*EXERCISE INSTRUCTIONS*
Find the line holding "ids are ignored." in the entries below. Give it again exactly, along with every line after it up to and including the line holding "self.local_tick += 1;".

[Collected data]
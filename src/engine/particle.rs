//! Particle Effect Engine
//!
//! One frame-clock task per effect. Each tick resolves the origin and the
//! audience, scales density by viewer distance, caps the batch and emits one
//! render instruction per point.
//!
//! ```text
//! origin() ─► None ─────────────────────────────► skip, keep ticking
//!    │
//!    ▼
//! viewers ─► empty ─────────────────────────────► skip, keep ticking
//!    │
//!    ▼
//! shape(t, seed) ─► density ─► batch cap ─► base + transform(p, t) ─► send
//! ```

use std::collections::HashMap;
use std::sync::atomic::{AtomicBool, Ordering};
use std::sync::{Arc, Weak};

use parking_lot::Mutex;
use tracing::{debug, info};

use crate::effect::handle::{Canceller, EffectHandle, EffectId, EffectKind, EffectStatus};
use crate::effect::particle::ParticleEffectSpec;
use crate::engine::clock::{FrameClock, TaskHandle, TaskStatus};
use crate::error::{EffectError, Result};
use crate::network::{Broadcaster, ParticleRender};
use crate::world::{ViewerId, World};

struct Entry {
    task: TaskHandle,
    status: Arc<EffectStatus>,
}

struct ParticleInner {
    clock: Arc<FrameClock>,
    world: Arc<dyn World>,
    broadcaster: Arc<dyn Broadcaster>,
    active: Mutex<HashMap<EffectId, Entry>>,
    stopped: AtomicBool,
}

/// Scheduler for render-only particle effects.
pub struct ParticleEngine {
    inner: Arc<ParticleInner>,
}

impl ParticleEngine {
    /// Engine ticking on `clock`.
    pub fn new(clock: Arc<FrameClock>, world: Arc<dyn World>, broadcaster: Arc<dyn Broadcaster>) -> Self {
        Self {
            inner: Arc::new(ParticleInner {
                clock,
                world,
                broadcaster,
                active: Mutex::new(HashMap::new()),
                stopped: AtomicBool::new(false),
            }),
        }
    }

    /// Schedule `spec`. Its first tick runs on the next frame.
    pub fn play(&self, spec: ParticleEffectSpec) -> Result<EffectHandle> {
        let inner = &self.inner;
        if inner.stopped.load(Ordering::Acquire) {
            return Err(EffectError::EngineStopped);
        }

        let id = EffectId::new();
        let status = Arc::new(EffectStatus::default());
        let mut runner = Runner {
            id,
            spec,
            local_tick: 0,
            status: status.clone(),
            world: inner.world.clone(),
            broadcaster: inner.broadcaster.clone(),
            owner: Arc::downgrade(inner),
        };

        {
            // Held across scheduling so a runner that ends on its first
            // frame always finds its own entry
            let mut active = inner.active.lock();
            let task = inner.clock.schedule(move || runner.tick());
            active.insert(id, Entry { task, status: status.clone() });
        }
        debug!("Particle effect {} scheduled", id);

        let weak = Arc::downgrade(inner);
        let canceller: Weak<dyn Canceller> = weak;
        Ok(EffectHandle::new(id, EffectKind::Particle, status, canceller))
    }

    /// Cancel one effect by id. Unknown or ended ids are ignored.
    pub fn cancel(&self, id: EffectId) {
        self.inner.cancel_effect(id);
    }

    /// Cancel every running effect.
    pub fn cancel_all(&self) {
        let entries: Vec<Entry> = self.inner.active.lock().drain().map(|(_, e)| e).collect();
        for entry in entries {
            entry.status.cancel();
            entry.task.cancel();
        }
    }

    /// Cancel everything and refuse further submissions.
    pub fn stop(&self) {
        self.inner.stopped.store(true, Ordering::Release);
        self.cancel_all();
        info!("Particle engine stopped");
    }

    /// Effects scheduled and not yet ended.
    pub fn active_effects(&self) -> usize {
        self.inner.active.lock().len()
    }
}

impl Canceller for ParticleInner {
    fn cancel_effect(&self, id: EffectId) {
        let Some(entry) = self.active.lock().remove(&id) else {
            return;
        };
        entry.status.cancel();
        entry.task.cancel();
        debug!("Particle effect {} cancelled", id);
    }
}

/// Per-effect state, owned by its clock task.
struct Runner {
    id: EffectId,
    spec: ParticleEffectSpec,
    local_tick: u32,
    status: Arc<EffectStatus>,
    world: Arc<dyn World>,
    broadcaster: Arc<dyn Broadcaster>,
    owner: Weak<ParticleInner>,
}

impl Runner {
    fn tick(&mut self) -> TaskStatus {
        if self.status.is_finished() {
            return TaskStatus::Stop;
        }

        let t = self.spec.timeline.progress(self.local_tick);
        self.emit(t);

        self.local_tick += 1;
        if self.spec.timeline.is_complete(self.local_tick) {
            self.status.finish();
            if let Some(owner) = self.owner.upgrade() {
                owner.active.lock().remove(&self.id);
            }
            debug!("Particle effect {} finished after {} ticks", self.id, self.local_tick);
            return TaskStatus::Stop;
        }
        TaskStatus::Continue
    }

    /// Emit one frame. Returns the number of render instructions sent.
    fn emit(&self, t: f64) -> usize {
        let spec = &self.spec;
        let Some(origin) = (spec.origin)() else {
            return 0;
        };

        let viewers = spec.context.viewers.resolve(self.world.viewers());
        if viewers.is_empty() {
            return 0;
        }

        let density = spec.context.lod.density(origin.position, &viewers);
        let count = spec.params.scaled_count(density);
        if count == 0 {
            return 0;
        }

        let points = spec.shape.points(t, spec.seed);
        let cap = spec.context.batch.cap(points.len());
        let base = origin.position + spec.offset;
        let targets: Vec<ViewerId> = viewers.iter().map(|v| v.id).collect();

        for point in points.iter().take(cap) {
            let position = base + spec.transform.apply(*point, t);
            #[cfg(feature = "debug-tracing")]
            tracing::trace!("Effect {} point at {:?} (t = {:.3})", self.id, position, t);
            let render = ParticleRender::new(&spec.params, position, count);
            self.broadcaster.send_particles(&targets, &render);
        }
        cap
    }
}

#[cfg(test)]
mod tests {
    use super::*;
    use crate::anim::Timeline;
    use crate::core::vec3::Vec3;
    use crate::effect::context::{BatchPolicy, LodPolicy, ParticleContext, ViewerFilter};
    use crate::effect::particle::{ParticleKind, ParticleParams};
    use crate::network::{RecordingBroadcaster, Sent};
    use crate::shape::primitives::Circle;
    use crate::shape::shape;
    use crate::world::{InMemoryWorld, Location};
    use std::sync::atomic::AtomicBool;

    struct Fixture {
        clock: Arc<FrameClock>,
        world: Arc<InMemoryWorld>,
        net: Arc<RecordingBroadcaster>,
        engine: ParticleEngine,
    }

    fn fixture() -> Fixture {
        let clock = Arc::new(FrameClock::new());
        let world = Arc::new(InMemoryWorld::new());
        let net = Arc::new(RecordingBroadcaster::new());
        let engine = ParticleEngine::new(clock.clone(), world.clone(), net.clone());
        world.set_viewer(ViewerId(1), Vec3::new(0.0, 64.0, 3.0));
        Fixture { clock, world, net, engine }
    }

    fn ring(context: ParticleContext, samples: u32, duration: u32) -> ParticleEffectSpec {
        ParticleEffectSpec::builder()
            .context(context)
            .at(Location::at(Vec3::new(0.0, 64.0, 0.0)))
            .shape(shape(Circle::new(2.0, samples).unwrap()))
            .params(ParticleParams::new(ParticleKind::Dust))
            .timeline(Timeline::linear(duration).unwrap())
            .seed(42)
            .build()
            .unwrap()
    }

    #[test]
    fn test_ring_runs_for_its_duration() {
        let f = fixture();
        let handle = f.engine.play(ring(ParticleContext::default(), 96, 40)).unwrap();
        assert_eq!(f.engine.active_effects(), 1);

        for _ in 0..40 {
            f.clock.advance();
            assert_eq!(f.net.drain().len(), 96);
        }
        assert!(handle.is_finished());
        assert!(!handle.is_cancelled());
        assert_eq!(f.engine.active_effects(), 0);

        f.clock.advance();
        assert_eq!(f.net.particle_count(), 0);
        assert_eq!(f.clock.active_tasks(), 0);
    }

    #[test]
    fn test_points_are_offset_from_origin() {
        let f = fixture();
        let spec = ParticleEffectSpec::builder()
            .at(Location::at(Vec3::new(10.0, 64.0, 10.0)))
            .offset(Vec3::new(0.0, 1.0, 0.0))
            .shape(shape(Circle::new(2.0, 4).unwrap()))
            .timeline(Timeline::linear(1).unwrap())
            .build()
            .unwrap();
        f.engine.play(spec).unwrap();
        f.clock.advance();

        for sent in f.net.sent() {
            let Sent::Particles(viewers, render) = sent else {
                panic!("unexpected motion update");
            };
            assert_eq!(viewers, vec![ViewerId(1)]);
            let local = render.position - Vec3::new(10.0, 65.0, 10.0);
            assert!((local.length() - 2.0).abs() < 1e-9);
        }
    }

    #[test]
    fn test_missing_origin_skips_frame() {
        let f = fixture();
        let anchored = Arc::new(AtomicBool::new(false));
        let a = anchored.clone();
        let spec = ParticleEffectSpec::builder()
            .origin(move || a.load(Ordering::SeqCst).then(Location::default))
            .shape(shape(Circle::new(1.0, 8).unwrap()))
            .timeline(Timeline::linear(4).unwrap())
            .build()
            .unwrap();
        let handle = f.engine.play(spec).unwrap();

        f.clock.advance();
        f.clock.advance();
        assert_eq!(f.net.particle_count(), 0);
        anchored.store(true, Ordering::SeqCst);
        f.clock.advance();
        assert_eq!(f.net.particle_count(), 8);
        f.clock.advance();
        assert!(handle.is_finished());
    }

    #[test]
    fn test_viewer_filter_and_empty_audience() {
        let f = fixture();
        let far = ParticleContext::with_viewers(ViewerFilter::Radius {
            center: Vec3::new(0.0, 64.0, 0.0),
            radius: 1.0,
        });
        let handle = f.engine.play(ring(far, 16, 3)).unwrap();
        for _ in 0..3 {
            f.clock.advance();
        }
        assert_eq!(f.net.particle_count(), 0);
        assert!(handle.is_finished());

        f.world.remove_viewer(ViewerId(1));
        f.engine.play(ring(ParticleContext::default(), 16, 1)).unwrap();
        f.clock.advance();
        assert_eq!(f.net.particle_count(), 0);
    }

    #[test]
    fn test_batch_and_lod_limits() {
        let f = fixture();
        let capped = ParticleContext { batch: BatchPolicy::Size(10), ..Default::default() };
        f.engine.play(ring(capped, 96, 1)).unwrap();
        f.clock.advance();
        assert_eq!(f.net.drain().len(), 10);

        let timed = ParticleContext { batch: BatchPolicy::time(), ..Default::default() };
        f.engine.play(ring(timed, 100, 1)).unwrap();
        f.clock.advance();
        assert_eq!(f.net.drain().len(), 70);

        // Viewer 3 units away lands in the zero-density bucket
        let lod = ParticleContext {
            lod: LodPolicy::distance_scale(None, &[(0.0, 0.0), (32.0, 1.0)]).unwrap(),
            ..Default::default()
        };
        f.engine.play(ring(lod, 96, 1)).unwrap();
        f.clock.advance();
        assert_eq!(f.net.particle_count(), 0);
    }

    #[test]
    fn test_density_scales_count() {
        let f = fixture();
        let mut params = ParticleParams::new(ParticleKind::Crit);
        params.count = 4;
        let spec = ParticleEffectSpec::builder()
            .context(ParticleContext {
                lod: LodPolicy::distance_scale(None, &[(3.0, 0.5)]).unwrap(),
                ..Default::default()
            })
            .at(Location::at(Vec3::new(0.0, 64.0, 0.0)))
            .shape(shape(Circle::new(1.0, 2).unwrap()))
            .params(params)
            .timeline(Timeline::linear(1).unwrap())
            .build()
            .unwrap();
        f.engine.play(spec).unwrap();
        f.clock.advance();

        let counts: Vec<u32> = f
            .net
            .sent()
            .into_iter()
            .filter_map(|s| match s {
                Sent::Particles(_, r) => Some(r.count),
                Sent::Motion(..) => None,
            })
            .collect();
        assert_eq!(counts, vec![2, 2]);
    }

    #[test]
    fn test_cancel_and_stop() {
        let f = fixture();
        let handle = f.engine.play(ring(ParticleContext::default(), 8, 100)).unwrap();
        f.clock.advance();
        handle.cancel();
        assert!(handle.is_cancelled());
        assert_eq!(f.engine.active_effects(), 0);

        f.net.clear();
        f.clock.advance();
        assert_eq!(f.net.particle_count(), 0);

        f.engine.play(ring(ParticleContext::default(), 8, 100)).unwrap();
        f.engine.stop();
        assert_eq!(f.engine.active_effects(), 0);
        assert!(matches!(
            f.engine.play(ring(ParticleContext::default(), 8, 100)),
            Err(EffectError::EngineStopped)
        ));
    }
}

*OUTPUT OF THE EXERCISE*
    /// Cancel one effect by id. Unknown or ended ids are ignored.
    pub fn cancel(&self, id: EffectId) {
        self.inner.cancel_effect(id);
    }

    /// Cancel every running effect.
    pub fn cancel_all(&self) {
        let entries: Vec<Entry> = self.inner.active.lock().drain().map(|(_, e)| e).collect();
        for entry in entries {
            entry.status.cancel();
            entry.task.cancel();
        }
    }

    /// Cancel everything and refuse further submissions.
    pub fn stop(&self) {
        self.inner.stopped.store(true, Ordering::Release);
        self.cancel_all();
        info!("Particle engine stopped");
    }

    /// Effects scheduled and not yet ended.
    pub fn active_effects(&self) -> usize {
        self.inner.active.lock().len()
    }
}

impl Canceller for ParticleInner {
    fn cancel_effect(&self, id: EffectId) {
        let Some(entry) = self.active.lock().remove(&id) else {
            return;
        };
        entry.status.cancel();
        entry.task.cancel();
        debug!("Particle effect {} cancelled", id);
    }
}

/// Per-effect state, owned by its clock task.
struct Runner {
    id: EffectId,
    spec: ParticleEffectSpec,
    local_tick: u32,
    status: Arc<EffectStatus>,
    world: Arc<dyn World>,
    broadcaster: Arc<dyn Broadcaster>,
    owner: Weak<ParticleInner>,
}

impl Runner {
    fn tick(&mut self) -> TaskStatus {
        if self.status.is_finished() {
            return TaskStatus::Stop;
        }

        let t = self.spec.timeline.progress(self.local_tick);
        self.emit(t);

        self.local_tick += 1;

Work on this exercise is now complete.